Presenter Ronald Siebes
Abstract Resource discovery is fundamental to a multitude of distributed systems, including grids, web-based applications and multi-agent systems. To achieve scalability at a low cost, many researchers have turned to a peer-to-peer paradigm, leading to the development of a multitude of protocols and algorithms being developed, with implementations still lagging behind. In this presentation we consider the privacy implications of peer-to-peer discovery systems and propose a framework for discovery of private resources. Furthermore, we propose and evaluate an architecture and a series of methods using distributed hash tables. Finally, we provide an implementation in the context of the OpenKnowledge project.

Title : A Robot’s Experience of Another Robot: Simulation

Presenter Matthijs Pontier
Abstract To develop a robot that is able to recognize and show affective behavior, it should be able to regulate simultaneously occurring tendencies of positive and negative emotions.
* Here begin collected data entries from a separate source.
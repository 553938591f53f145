//! Error types for the query core
//!
//! Malformed specifications fail fast with [`QueryError::InvalidFilterSpec`]
//! before any SQL is rendered; executor failures are wrapped unchanged.

use thiserror::Error;

use crate::validation::ValidationError;

#[derive(Error, Debug)]
pub enum QueryError {
    /// The resource options are structurally invalid: unknown operator name,
    /// wrong `in`/`bt` arity, a non-text LIKE value, a scope that matches no
    /// requested relation, or a filter/order path outside the planned joins.
    #[error("invalid filter specification: {reason}")]
    InvalidFilterSpec { reason: String },

    /// The root table (or a join target that must be traversed) is not
    /// registered in the schema registry.
    #[error("unknown entity table '{table}'")]
    UnknownEntity { table: String },

    /// A relation segment does not exist on the entity it is traversed from.
    #[error("unknown relation '{relation}' on table '{table}'")]
    UnknownRelation { table: String, relation: String },

    /// An identifier failed SQL-safety validation.
    #[error("invalid identifier: {0}")]
    Validation(#[from] ValidationError),

    /// The executor rejected the compiled query. The sqlx error is attached
    /// unchanged; nothing is reinterpreted at this layer.
    #[error("query execution failed for {context}: {source}")]
    QueryExecutionFailed {
        context: String,
        #[source]
        source: sqlx::Error,
    },
}

impl QueryError {
    pub fn invalid_filter(reason: impl Into<String>) -> Self {
        Self::InvalidFilterSpec {
            reason: reason.into(),
        }
    }

    pub fn unknown_entity(table: impl Into<String>) -> Self {
        Self::UnknownEntity {
            table: table.into(),
        }
    }

    pub fn unknown_relation(table: impl Into<String>, relation: impl Into<String>) -> Self {
        Self::UnknownRelation {
            table: table.into(),
            relation: relation.into(),
        }
    }

    pub fn execution(context: impl Into<String>, source: sqlx::Error) -> Self {
        Self::QueryExecutionFailed {
            context: context.into(),
            source,
        }
    }
}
To achieve this, the current paper introduces a computational model for involvement-distance trade-offs, based on an existing theoretical model. The main mechanisms of this model have been represented as regression equations, using the LEADSTO modeling environment. A number of simulation experiments have been performed, which resulted in two important conclusions. First, the trade-off between involvement and distance can be modeled adequately using the ‘max’ version of Werners’ fuzzy_AND operator. Second, the experiments confirmed the empirical finding that positive features do not exclusively increase involvement.